*** Data supplied
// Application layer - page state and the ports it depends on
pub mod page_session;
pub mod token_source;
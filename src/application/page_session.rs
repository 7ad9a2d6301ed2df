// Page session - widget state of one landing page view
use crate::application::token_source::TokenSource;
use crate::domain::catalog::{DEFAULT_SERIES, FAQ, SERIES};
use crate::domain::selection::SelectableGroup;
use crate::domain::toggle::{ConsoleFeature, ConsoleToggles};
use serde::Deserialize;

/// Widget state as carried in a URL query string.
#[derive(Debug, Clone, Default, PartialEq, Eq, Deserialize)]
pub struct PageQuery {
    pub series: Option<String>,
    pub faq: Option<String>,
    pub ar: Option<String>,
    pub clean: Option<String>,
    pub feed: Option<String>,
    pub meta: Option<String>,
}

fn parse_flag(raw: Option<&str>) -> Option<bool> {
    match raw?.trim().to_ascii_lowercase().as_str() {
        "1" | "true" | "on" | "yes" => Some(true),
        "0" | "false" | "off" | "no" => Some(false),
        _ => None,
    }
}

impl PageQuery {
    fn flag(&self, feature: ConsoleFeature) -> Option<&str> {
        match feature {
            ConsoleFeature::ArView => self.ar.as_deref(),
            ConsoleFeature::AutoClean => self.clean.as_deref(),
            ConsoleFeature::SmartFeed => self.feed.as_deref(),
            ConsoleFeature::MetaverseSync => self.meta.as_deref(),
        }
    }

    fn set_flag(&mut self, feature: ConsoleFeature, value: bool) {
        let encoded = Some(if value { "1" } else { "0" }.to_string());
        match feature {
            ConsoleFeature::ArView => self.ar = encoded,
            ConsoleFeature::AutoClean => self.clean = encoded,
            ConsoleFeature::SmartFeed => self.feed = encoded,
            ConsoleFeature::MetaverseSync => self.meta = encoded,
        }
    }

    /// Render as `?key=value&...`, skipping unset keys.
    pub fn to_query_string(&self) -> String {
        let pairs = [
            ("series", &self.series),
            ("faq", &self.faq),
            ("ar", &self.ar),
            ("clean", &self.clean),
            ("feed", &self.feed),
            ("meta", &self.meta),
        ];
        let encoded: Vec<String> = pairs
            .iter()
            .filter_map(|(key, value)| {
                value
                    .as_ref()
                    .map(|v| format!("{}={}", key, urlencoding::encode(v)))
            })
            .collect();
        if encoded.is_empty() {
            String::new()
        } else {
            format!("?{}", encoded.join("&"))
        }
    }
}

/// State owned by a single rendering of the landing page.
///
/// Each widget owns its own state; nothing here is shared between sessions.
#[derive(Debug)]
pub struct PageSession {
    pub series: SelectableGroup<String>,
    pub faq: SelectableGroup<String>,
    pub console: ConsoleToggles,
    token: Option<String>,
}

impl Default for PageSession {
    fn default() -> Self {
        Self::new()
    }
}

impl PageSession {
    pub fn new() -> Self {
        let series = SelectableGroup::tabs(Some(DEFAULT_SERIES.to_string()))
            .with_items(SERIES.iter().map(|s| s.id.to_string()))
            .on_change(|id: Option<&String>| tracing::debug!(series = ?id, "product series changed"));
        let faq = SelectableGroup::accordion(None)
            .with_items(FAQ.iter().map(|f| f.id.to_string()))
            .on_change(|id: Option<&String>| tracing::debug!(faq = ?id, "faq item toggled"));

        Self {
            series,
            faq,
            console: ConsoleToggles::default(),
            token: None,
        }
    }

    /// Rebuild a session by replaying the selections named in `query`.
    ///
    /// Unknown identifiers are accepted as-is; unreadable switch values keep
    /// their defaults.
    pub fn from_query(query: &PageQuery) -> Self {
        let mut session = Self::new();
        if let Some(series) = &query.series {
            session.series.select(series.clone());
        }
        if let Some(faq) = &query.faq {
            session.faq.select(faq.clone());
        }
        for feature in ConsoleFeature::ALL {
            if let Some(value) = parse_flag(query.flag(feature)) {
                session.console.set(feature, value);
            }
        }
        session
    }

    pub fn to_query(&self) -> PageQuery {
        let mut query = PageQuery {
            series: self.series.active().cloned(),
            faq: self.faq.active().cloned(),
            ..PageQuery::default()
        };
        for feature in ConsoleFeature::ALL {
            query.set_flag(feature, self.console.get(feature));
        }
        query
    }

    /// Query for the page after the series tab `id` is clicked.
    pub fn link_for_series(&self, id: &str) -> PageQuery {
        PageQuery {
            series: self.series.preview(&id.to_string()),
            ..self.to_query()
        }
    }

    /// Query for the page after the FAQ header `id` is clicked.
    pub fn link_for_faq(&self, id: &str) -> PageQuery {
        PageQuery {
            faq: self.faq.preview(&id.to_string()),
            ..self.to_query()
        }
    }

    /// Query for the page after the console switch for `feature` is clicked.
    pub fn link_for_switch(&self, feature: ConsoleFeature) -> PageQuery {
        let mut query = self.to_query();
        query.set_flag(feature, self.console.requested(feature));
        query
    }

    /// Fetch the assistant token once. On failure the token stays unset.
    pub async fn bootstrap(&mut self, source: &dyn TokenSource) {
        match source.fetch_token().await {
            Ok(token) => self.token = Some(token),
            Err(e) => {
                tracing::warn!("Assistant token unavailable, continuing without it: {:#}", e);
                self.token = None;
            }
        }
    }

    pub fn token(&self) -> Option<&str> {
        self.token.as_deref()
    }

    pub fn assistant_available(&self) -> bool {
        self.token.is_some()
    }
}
******
Goal of the exercise: Line count for the string "SmartFeed": work it out from the records above and reply with the number alone.

Finished task: 2